As a commonly upregulated gene in tumor cells, survivin is considered to be a potential cancer biomarker and a novel target for cancer treatment (12). A number of studies have documented the overexpression of survivin in different human tumor types, including leukemia, brain tumors, liver, breast, gastric, lung, colon, prostate, lymph, oesophageal, pancreatic, skin, cervical and ovarian cancer (13). Therefore, studies are aiming to identify novel strategies that target the expression and function of survivin for the treatment of cancer.

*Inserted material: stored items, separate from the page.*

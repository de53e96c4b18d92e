//! Integration tests for the pb binary
//!
//! Drive the menu end to end with piped stdin.

use assert_cmd::Command;
use predicates::prelude::*;
use tempfile::TempDir;

/// pb command isolated from the user's config and log directories
fn pb(temp: &TempDir) -> Command {
    let mut cmd = Command::cargo_bin("pb").expect("pb binary should build");
    cmd.current_dir(temp.path())
        .env("XDG_CONFIG_HOME", temp.path().join("config"))
        .env("XDG_DATA_HOME", temp.path().join("data"))
        .env("NO_COLOR", "1");
    cmd
}

// =============================================================================
// Menu Tests
// =============================================================================

#[test]
fn test_capacity_two_scenario() {
    let temp = TempDir::new().expect("Failed to create temp dir");
    let script = concat!(
        "1\nAna\nLopez\n555\n",
        "1\nAna\nlopez\n999\n",
        "1\nBen\nCruz\n111\n",
        "1\nCal\nDiaz\n222\n",
        "5\nAna\nLOPEZ\n",
        "8\n",
        "1\nCal\nDiaz\n222\n",
        "3\n",
        "0\n"
    );

    pb(&temp)
        .args(["--capacity", "2"])
        .write_stdin(script)
        .assert()
        .success()
        .stdout(predicate::str::contains("already exists"))
        .stdout(predicate::str::contains("Directory is full (2 entries)"))
        .stdout(predicate::str::contains("Contact removed: Ana Lopez - 555"))
        .stdout(predicate::str::contains("Current contacts: 1"))
        .stdout(predicate::str::contains("1. Ben Cruz - 111"))
        .stdout(predicate::str::contains("2. Cal Diaz - 222"));
}

#[test]
fn test_prompted_default_capacity() {
    let temp = TempDir::new().expect("Failed to create temp dir");

    pb(&temp)
        .write_stdin("2\n8\n0\n")
        .assert()
        .success()
        .stdout(predicate::str::contains("Maximum size: 10"))
        .stdout(predicate::str::contains("Goodbye!"));
}

#[test]
fn test_config_default_capacity() {
    let temp = TempDir::new().expect("Failed to create temp dir");
    std::fs::write(temp.path().join(".phonebook.yml"), "default-capacity: 4\n").expect("write config");

    pb(&temp)
        .write_stdin("2\n8\n0\n")
        .assert()
        .success()
        .stdout(predicate::str::contains("Maximum size: 4"));
}

#[test]
fn test_huge_capacity_does_not_preallocate() {
    let temp = TempDir::new().expect("Failed to create temp dir");

    pb(&temp)
        .args(["--capacity", "9223372036854775807"])
        .write_stdin("1\nAna\nLopez\n555\n8\n0\n")
        .assert()
        .success()
        .stdout(predicate::str::contains("Contact added."))
        .stdout(predicate::str::contains("Maximum size: 9223372036854775807"))
        .stdout(predicate::str::contains("Current contacts: 1"));
}

#[test]
fn test_zero_default_capacity_in_config_uses_builtin_default() {
    let temp = TempDir::new().expect("Failed to create temp dir");
    std::fs::write(temp.path().join(".phonebook.yml"), "default-capacity: 0\n").expect("write config");

    pb(&temp)
        .write_stdin("1\n-5\n1\nAna\nLopez\n1\n8\n0\n")
        .assert()
        .success()
        .stdout(predicate::str::contains("Using the default size (10)."))
        .stdout(predicate::str::contains("Contact added."))
        .stdout(predicate::str::contains("Maximum size: 10"));
}

#[test]
fn test_end_of_input_exits_cleanly() {
    let temp = TempDir::new().expect("Failed to create temp dir");

    pb(&temp)
        .args(["--capacity", "3"])
        .write_stdin("1\nAna\n")
        .assert()
        .success()
        .stdout(predicate::str::contains("Goodbye!"));
}

// =============================================================================
// Config Subcommand Tests
// =============================================================================

#[test]
fn test_config_subcommand_prints_yaml() {
    let temp = TempDir::new().expect("Failed to create temp dir");

    pb(&temp)
        .arg("config")
        .assert()
        .success()
        .stdout(predicate::str::contains("default-capacity: 10"))
        .stdout(predicate::str::contains("color: true"));
}

#[test]
fn test_unreadable_local_config_is_logged() {
    let temp = TempDir::new().expect("Failed to create temp dir");
    std::fs::write(temp.path().join(".phonebook.yml"), "default-capacity: [broken\n").expect("write config");

    pb(&temp)
        .arg("config")
        .assert()
        .success()
        .stdout(predicate::str::contains("default-capacity: 10"));

    let log_path = temp.path().join("data").join("phonebook").join("logs").join("phonebook.log");
    let log = std::fs::read_to_string(log_path).expect("log file should exist");
    assert!(log.contains("Skipping unreadable config"));
    assert!(log.contains(".phonebook.yml"));
}

#[test]
fn test_missing_explicit_config_fails() {
    let temp = TempDir::new().expect("Failed to create temp dir");

    pb(&temp)
        .args(["--config", "missing.yml", "config"])
        .assert()
        .failure()
        .stderr(predicate::str::contains("Failed to load configuration"));
}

RNA interference (RNAi) is an evolution-conserved cell defense mechanism mediated by small interfering RNA (siRNA) (14). Target genes are knocked down by siRNA inhibition of the corresponding mRNA, resulting in suppressed gene expression (15). Compared with conventional antisense strategies, RNAi has demonstrated greater efficacy in the silencing of specific genes by allowing low level target gene expression and subsequent protein function, thus resulting in fewer adverse effects, such as pain, nausea and vomiting, tiredness and sleeping problems, occurring in patients (12). However, rapid degradation of siRNA within the extracellular environment and an inability to traverse cellular membranes means that the delivery of siRNA to its intracellular targets remains a challenge (16).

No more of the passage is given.